_Given records_
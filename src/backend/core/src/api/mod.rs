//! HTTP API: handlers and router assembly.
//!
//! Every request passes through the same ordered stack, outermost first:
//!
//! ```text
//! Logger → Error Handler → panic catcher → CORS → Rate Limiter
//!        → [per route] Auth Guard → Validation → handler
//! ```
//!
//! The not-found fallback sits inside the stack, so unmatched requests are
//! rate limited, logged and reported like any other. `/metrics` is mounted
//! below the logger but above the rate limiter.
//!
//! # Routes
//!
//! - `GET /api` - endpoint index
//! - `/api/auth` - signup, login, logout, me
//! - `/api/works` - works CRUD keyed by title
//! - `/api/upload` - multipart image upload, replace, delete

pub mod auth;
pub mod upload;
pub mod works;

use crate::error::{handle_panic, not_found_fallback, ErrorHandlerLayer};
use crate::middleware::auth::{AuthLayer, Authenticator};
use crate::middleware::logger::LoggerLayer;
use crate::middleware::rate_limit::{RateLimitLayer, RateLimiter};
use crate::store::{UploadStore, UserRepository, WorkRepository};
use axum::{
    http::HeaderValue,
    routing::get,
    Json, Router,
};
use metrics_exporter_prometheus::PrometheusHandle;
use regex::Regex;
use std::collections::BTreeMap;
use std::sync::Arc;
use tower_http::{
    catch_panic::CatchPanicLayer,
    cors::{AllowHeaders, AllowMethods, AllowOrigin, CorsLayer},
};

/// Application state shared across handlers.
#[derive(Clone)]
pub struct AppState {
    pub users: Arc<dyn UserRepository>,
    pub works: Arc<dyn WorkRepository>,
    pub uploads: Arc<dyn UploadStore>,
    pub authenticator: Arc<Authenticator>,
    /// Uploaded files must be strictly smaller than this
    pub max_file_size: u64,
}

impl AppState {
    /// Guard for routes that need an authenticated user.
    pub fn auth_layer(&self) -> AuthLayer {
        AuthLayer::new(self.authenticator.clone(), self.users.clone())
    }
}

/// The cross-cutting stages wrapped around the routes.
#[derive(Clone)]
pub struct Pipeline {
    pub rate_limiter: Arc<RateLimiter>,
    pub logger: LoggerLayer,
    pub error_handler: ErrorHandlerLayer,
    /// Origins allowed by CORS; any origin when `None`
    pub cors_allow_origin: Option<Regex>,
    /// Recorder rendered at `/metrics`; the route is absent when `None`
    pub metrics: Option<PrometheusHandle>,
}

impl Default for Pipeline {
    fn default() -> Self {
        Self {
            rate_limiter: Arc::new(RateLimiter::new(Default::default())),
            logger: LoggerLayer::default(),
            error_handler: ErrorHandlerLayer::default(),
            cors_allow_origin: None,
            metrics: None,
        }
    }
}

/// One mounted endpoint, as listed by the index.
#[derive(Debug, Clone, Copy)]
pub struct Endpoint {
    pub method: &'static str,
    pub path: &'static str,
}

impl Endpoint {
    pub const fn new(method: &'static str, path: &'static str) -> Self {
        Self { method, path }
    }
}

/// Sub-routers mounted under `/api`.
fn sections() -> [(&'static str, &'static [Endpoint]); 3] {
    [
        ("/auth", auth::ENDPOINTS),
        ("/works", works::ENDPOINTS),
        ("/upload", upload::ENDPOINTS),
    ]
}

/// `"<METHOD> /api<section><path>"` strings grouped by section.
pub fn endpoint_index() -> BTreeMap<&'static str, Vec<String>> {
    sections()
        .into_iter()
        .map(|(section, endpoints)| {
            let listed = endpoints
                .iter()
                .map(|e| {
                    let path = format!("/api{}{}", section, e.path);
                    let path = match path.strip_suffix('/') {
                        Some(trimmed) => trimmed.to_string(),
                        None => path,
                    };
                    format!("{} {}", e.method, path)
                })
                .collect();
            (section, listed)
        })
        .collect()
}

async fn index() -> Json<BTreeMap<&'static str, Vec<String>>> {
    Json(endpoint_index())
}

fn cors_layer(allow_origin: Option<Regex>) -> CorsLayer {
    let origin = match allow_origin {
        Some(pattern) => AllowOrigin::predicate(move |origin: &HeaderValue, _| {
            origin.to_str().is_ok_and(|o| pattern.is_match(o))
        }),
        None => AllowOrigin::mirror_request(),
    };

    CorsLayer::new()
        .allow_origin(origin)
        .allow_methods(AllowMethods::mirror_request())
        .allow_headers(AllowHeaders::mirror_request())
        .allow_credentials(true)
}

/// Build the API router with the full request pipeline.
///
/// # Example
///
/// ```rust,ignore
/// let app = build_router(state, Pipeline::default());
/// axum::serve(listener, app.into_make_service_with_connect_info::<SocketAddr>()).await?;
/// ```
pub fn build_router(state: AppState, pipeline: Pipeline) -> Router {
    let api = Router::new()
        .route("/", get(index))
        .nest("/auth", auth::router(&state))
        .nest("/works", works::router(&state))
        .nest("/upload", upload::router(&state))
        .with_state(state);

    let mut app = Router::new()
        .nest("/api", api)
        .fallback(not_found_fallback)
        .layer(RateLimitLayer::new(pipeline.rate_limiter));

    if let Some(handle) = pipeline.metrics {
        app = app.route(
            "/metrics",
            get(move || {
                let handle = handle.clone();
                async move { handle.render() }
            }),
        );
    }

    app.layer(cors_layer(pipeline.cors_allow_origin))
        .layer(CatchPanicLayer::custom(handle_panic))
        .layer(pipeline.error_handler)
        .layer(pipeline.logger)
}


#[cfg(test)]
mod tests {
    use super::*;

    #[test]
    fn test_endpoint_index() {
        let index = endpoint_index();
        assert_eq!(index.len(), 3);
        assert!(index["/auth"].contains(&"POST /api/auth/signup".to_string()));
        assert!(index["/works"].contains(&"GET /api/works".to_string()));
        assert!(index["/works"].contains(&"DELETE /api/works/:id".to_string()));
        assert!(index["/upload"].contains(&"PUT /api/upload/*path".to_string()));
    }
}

_Problem description_
From the first line to the last, retype the records exactly as they stand above.

_Response below_
filename src/backend/core/src/api/mod.rs
//! HTTP API: handlers and router assembly.
//!
//! Every request passes through the same ordered stack, outermost first:
//!
//! ```text
//! Logger → Error Handler → panic catcher → CORS → Rate Limiter
//!        → [per route] Auth Guard → Validation → handler
//! ```
//!
//! The not-found fallback sits inside the stack, so unmatched requests are
//! rate limited, logged and reported like any other. `/metrics` is mounted
//! below the logger but above the rate limiter.
//!
//! # Routes
//!
//! - `GET /api` - endpoint index
//! - `/api/auth` - signup, login, logout, me
//! - `/api/works` - works CRUD keyed by title
//! - `/api/upload` - multipart image upload, replace, delete

pub mod auth;
pub mod upload;
pub mod works;

use crate::error::{handle_panic, not_found_fallback, ErrorHandlerLayer};
use crate::middleware::auth::{AuthLayer, Authenticator};
use crate::middleware::logger::LoggerLayer;
use crate::middleware::rate_limit::{RateLimitLayer, RateLimiter};
use crate::store::{UploadStore, UserRepository, WorkRepository};
use axum::{
    http::HeaderValue,
    routing::get,
    Json, Router,
};
use metrics_exporter_prometheus::PrometheusHandle;
use regex::Regex;
use std::collections::BTreeMap;
use std::sync::Arc;
use tower_http::{
    catch_panic::CatchPanicLayer,
    cors::{AllowHeaders, AllowMethods, AllowOrigin, CorsLayer},
};

/// Application state shared across handlers.
#[derive(Clone)]
pub struct AppState {
    pub users: Arc<dyn UserRepository>,
    pub works: Arc<dyn WorkRepository>,
    pub uploads: Arc<dyn UploadStore>,
    pub authenticator: Arc<Authenticator>,
    /// Uploaded files must be strictly smaller than this
    pub max_file_size: u64,
}

impl AppState {
    /// Guard for routes that need an authenticated user.
    pub fn auth_layer(&self) -> AuthLayer {
        AuthLayer::new(self.authenticator.clone(), self.users.clone())
    }
}

/// The cross-cutting stages wrapped around the routes.
#[derive(Clone)]
pub struct Pipeline {
    pub rate_limiter: Arc<RateLimiter>,
    pub logger: LoggerLayer,
    pub error_handler: ErrorHandlerLayer,
    /// Origins allowed by CORS; any origin when `None`
    pub cors_allow_origin: Option<Regex>,
    /// Recorder rendered at `/metrics`; the route is absent when `None`
    pub metrics: Option<PrometheusHandle>,
}

impl Default for Pipeline {
    fn default() -> Self {
        Self {
            rate_limiter: Arc::new(RateLimiter::new(Default::default())),
            logger: LoggerLayer::default(),
            error_handler: ErrorHandlerLayer::default(),
            cors_allow_origin: None,
            metrics: None,
        }
    }
}

/// One mounted endpoint, as listed by the index.
#[derive(Debug, Clone, Copy)]
pub struct Endpoint {
    pub method: &'static str,
    pub path: &'static str,
}

impl Endpoint {
    pub const fn new(method: &'static str, path: &'static str) -> Self {
        Self { method, path }
    }
}

/// Sub-routers mounted under `/api`.
fn sections() -> [(&'static str, &'static [Endpoint]); 3] {
    [
        ("/auth", auth::ENDPOINTS),
        ("/works", works::ENDPOINTS),
        ("/upload", upload::ENDPOINTS),
    ]
}

/// `"<METHOD> /api<section><path>"` strings grouped by section.
pub fn endpoint_index() -> BTreeMap<&'static str, Vec<String>> {
    sections()
        .into_iter()
        .map(|(section, endpoints)| {
            let listed = endpoints
                .iter()
                .map(|e| {
                    let path = format!("/api{}{}", section, e.path);
                    let path = match path.strip_suffix('/') {
                        Some(trimmed) => trimmed.to_string(),
                        None => path,
                    };
                    format!("{} {}", e.method, path)
                })
                .collect();
            (section, listed)
        })
        .collect()
}

async fn index() -> Json<BTreeMap<&'static str, Vec<String>>> {
    Json(endpoint_index())
}

fn cors_layer(allow_origin: Option<Regex>) -> CorsLayer {
    let origin = match allow_origin {
        Some(pattern) => AllowOrigin::predicate(move |origin: &HeaderValue, _| {
            origin.to_str().is_ok_and(|o| pattern.is_match(o))
        }),
        None => AllowOrigin::mirror_request(),
    };

    CorsLayer::new()
        .allow_origin(origin)
        .allow_methods(AllowMethods::mirror_request())
        .allow_headers(AllowHeaders::mirror_request())
        .allow_credentials(true)
}

/// Build the API router with the full request pipeline.
///
/// # Example
///
/// ```rust,ignore
/// let app = build_router(state, Pipeline::default());
/// axum::serve(listener, app.into_make_service_with_connect_info::<SocketAddr>()).await?;
/// ```
pub fn build_router(state: AppState, pipeline: Pipeline) -> Router {
    let api = Router::new()
        .route("/", get(index))
        .nest("/auth", auth::router(&state))
        .nest("/works", works::router(&state))
        .nest("/upload", upload::router(&state))
        .with_state(state);

    let mut app = Router::new()
        .nest("/api", api)
        .fallback(not_found_fallback)
        .layer(RateLimitLayer::new(pipeline.rate_limiter));

    if let Some(handle) = pipeline.metrics {
        app = app.route(
            "/metrics",
            get(move || {
                let handle = handle.clone();
                async move { handle.render() }
            }),
        );
    }

    app.layer(cors_layer(pipeline.cors_allow_origin))
        .layer(CatchPanicLayer::custom(handle_panic))
        .layer(pipeline.error_handler)
        .layer(pipeline.logger)
}


#[cfg(test)]
mod tests {
    use super::*;

    #[test]
    fn test_endpoint_index() {
        let index = endpoint_index();
        assert_eq!(index.len(), 3);
        assert!(index["/auth"].contains(&"POST /api/auth/signup".to_string()));
        assert!(index["/works"].contains(&"GET /api/works".to_string()));
        assert!(index["/works"].contains(&"DELETE /api/works/:id".to_string()));
        assert!(index["/upload"].contains(&"PUT /api/upload/*path".to_string()));
    }
}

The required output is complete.